Restorative justice: a radical commitment to social and individual healing, with Fania E. Davis
Target audience: | General public |
Duration: | 1 hour 30 minutes |
Price: | 0€ |
Location: | Auditorio |
In a world of increasingly punitive societies and solutions, which only focus on punishing offenders without considering the needs of victims, restorative justice is reimagining justice as a collective responsibility and system of reparation.
Inspired by indigenous ideas, restorative justice seeks to repair broken relationships, addressing the irregularities and finding solutions that involve all stakeholders and members of the community. When someone in the community is harmed, everyone is harmed in some way. There is never only one victim of a crime: every member of the community is harmed when a crime is committed because the bonds of unity have been damaged.
Fania E. Davis (Birmingham, Alabama) is a leading international voice at the intersection of racial and restorative justice. She is a long-time social justice activist, civil rights trial lawyer and educator with a PhD in indigenous knowledge. A writer and international speaker on restorative justice, racial justice, truth processes and indigeneity, she is also a mother, grandmother, dancer, meditator and practitioner of yoga, qigong and African spirituality.
Davis came of age in Birmingham, Alabama, during the birth of the civil rights era. Those formative years, particularly the murder of two close childhood friends in the 1963 Sunday School bombing, crystallised an enduring commitment to social transformation. In the following decades, she was active in the civil rights movements in the United States, advocating for Black liberation, women’s rights, prisoners’ rights, peace, economic justice, and the cessation of violence to racialised people and apartheid. Learning with African indigenous healers catalysed Davis’s search for healing justice and ultimately led her to found and run the Restorative Justice for Oakland Youth Foundation. She is also a co-founding board member of the National Association of Community and Restorative Justice.

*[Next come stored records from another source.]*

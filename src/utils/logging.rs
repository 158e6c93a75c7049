//! Logging initialization for TriggerClaw.
//!
//! Three output formats:
//! - `pretty`: multi-line human-readable output for local debugging
//! - `compact`: single-line text, the default for listen mode
//! - `json`: structured JSON lines for log aggregators (e.g. Loki, CloudWatch)
//!
//! Subsystems are told apart by tracing targets (module paths) and by the
//! per-run span the agent loop opens, so filters like
//! `RUST_LOG=triggerclaw::subscriber=debug` work without any custom macro.
//! When `file` is set, every format writes there instead of stdout.

use std::sync::Arc;

use tracing_subscriber::fmt::writer::BoxMakeWriter;
use tracing_subscriber::EnvFilter;

use crate::config::{LogFormat, LoggingConfig};
use crate::error::{Result, TriggerError};

/// Install the global tracing subscriber from config.
///
/// Call this once at startup before any tracing events are emitted.
/// Falls back to the `RUST_LOG` env var; if unset, uses `cfg.level`.
///
/// # Errors
/// Fails when the configured log file cannot be opened. That is a startup
/// error like any other bad configuration value.
pub fn init_logging(cfg: &LoggingConfig) -> Result<()> {
    let filter = EnvFilter::try_from_default_env().unwrap_or_else(|_| EnvFilter::new(&cfg.level));

    let writer = match &cfg.file {
        Some(path) => {
            let file = std::fs::OpenOptions::new()
                .create(true)
                .append(true)
                .open(path)
                .map_err(|e| {
                    TriggerError::Config(format!("cannot open log file {}: {}", path, e))
                })?;
            BoxMakeWriter::new(Arc::new(file))
        }
        None => BoxMakeWriter::new(std::io::stdout),
    };

    let builder = tracing_subscriber::fmt()
        .with_env_filter(filter)
        .with_writer(writer)
        .with_target(true);

    match cfg.format {
        LogFormat::Json => builder.json().init(),
        LogFormat::Pretty => builder.pretty().init(),
        LogFormat::Compact => builder.compact().init(),
    }
    Ok(())
}

#[cfg(test)]
mod tests {
    use super::*;

    #[test]
    fn test_default_logging_config() {
        let cfg = LoggingConfig::default();
        assert_eq!(cfg.format, LogFormat::Compact);
        assert_eq!(cfg.level, "info");
        assert!(cfg.file.is_none());
    }

    #[test]
    fn test_log_format_deserialize_pretty() {
        let cfg: LoggingConfig = serde_json::from_str(r#"{"format":"pretty"}"#).unwrap();
        assert_eq!(cfg.format, LogFormat::Pretty);
        assert_eq!(cfg.level, "info"); // default
    }

    #[test]
    fn test_logging_config_roundtrip() {
        let cfg = LoggingConfig {
            format: LogFormat::Json,
            file: Some("/tmp/triggerclaw.log".to_string()),
            level: "debug".to_string(),
        };
        let json = serde_json::to_string(&cfg).unwrap();
        let restored: LoggingConfig = serde_json::from_str(&json).unwrap();
        assert_eq!(restored.format, LogFormat::Json);
        assert_eq!(restored.file.as_deref(), Some("/tmp/triggerclaw.log"));
        assert_eq!(restored.level, "debug");
    }

    #[test]
    fn test_init_logging_unopenable_file_is_config_error() {
        // Fails before any global subscriber is installed, so this test
        // cannot collide with other tests' tracing state
        let cfg = LoggingConfig {
            format: LogFormat::Json,
            file: Some("/nonexistent-dir/triggerclaw.log".to_string()),
            level: "info".to_string(),
        };
        let err = init_logging(&cfg).unwrap_err();
        assert!(matches!(err, TriggerError::Config(_)));
    }
}
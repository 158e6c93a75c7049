//! Shared CLI helpers used across multiple command handlers.

use std::sync::Arc;

use anyhow::{Context, Result};
use tokio::sync::watch;

use triggerclaw::agent::{AgentLoop, ChatPlanner};
use triggerclaw::catalog::{ToolCatalog, ToolRouterClient};
use triggerclaw::config::{validate::validate_startup, Config};
use triggerclaw::respond::ResponseDispatcher;
use triggerclaw::session::{SessionApi, SessionManager};
use triggerclaw::utils::logging::init_logging;

/// The wired core shared by `listen` and `interactive`.
pub(crate) struct Components {
    pub sessions: Arc<SessionManager>,
    pub agent: Arc<AgentLoop>,
}

/// Load config, install logging and fail fast on missing credentials.
///
/// A missing reasoning-engine or tool-router credential is a startup
/// failure: the process exits non-zero before any listening begins.
pub(crate) fn load_validated_config() -> Result<Config> {
    let config = Config::load().context("Failed to load configuration")?;
    init_logging(&config.logging).context("Failed to initialize logging")?;
    validate_startup(&config).context("Startup validation failed")?;
    Ok(config)
}

/// Build the session manager and agent loop over the real HTTP
/// collaborators. `shutdown_rx` wires the agent into an external stop
/// signal; omit it for a one-shot interactive run.
pub(crate) fn build_components(
    config: &Config,
    shutdown_rx: Option<watch::Receiver<bool>>,
) -> Components {
    let router = Arc::new(ToolRouterClient::from_config(&config.router));
    let catalog: Arc<dyn ToolCatalog> = router.clone();
    let session_api: Arc<dyn SessionApi> = router;

    let planner = Arc::new(ChatPlanner::from_config(&config.planner));
    let dispatcher = ResponseDispatcher::new(catalog.clone(), &config.router.reply_tool_id);

    let mut agent = AgentLoop::new(
        planner,
        catalog.clone(),
        dispatcher,
        config.agent.clone(),
    );
    if let Some(rx) = shutdown_rx {
        agent = agent.with_shutdown(rx);
    }

    let sessions = Arc::new(SessionManager::new(session_api, config.session.clone()));

    Components {
        sessions,
        agent: Arc::new(agent),
    }
}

Her numerous honours include the Lifetime Achievement award for excellence in restorative justice, the Black Feminist Shapeshifters’ and Waymakers’ award, the Tikkun (Repair the World) award, the Ella Jo Baker Human Rights award, and the Ebony Power 100 award. The Los Angeles Times named her a New Civil Rights Leader of the 21st Century. She was recently the recipient of a Justice Rising award from Open Society Foundations, which acknowledge and support 16 Black leaders who work for racial justice in the United States. Among Davis’s publications is The Little Book of Race and Restorative Justice: Black Lives, Justice, and U.S. Social Transformation.
Moderator and commentator: Adilia de las Mercedes (Guatemala–Spain), a jurist specialising in human rights and director of the Asociación de Mujeres de Guatemala AMG.
Organisers: La Casa Encendida and the Asociación de Mujeres de Guatemala AMG.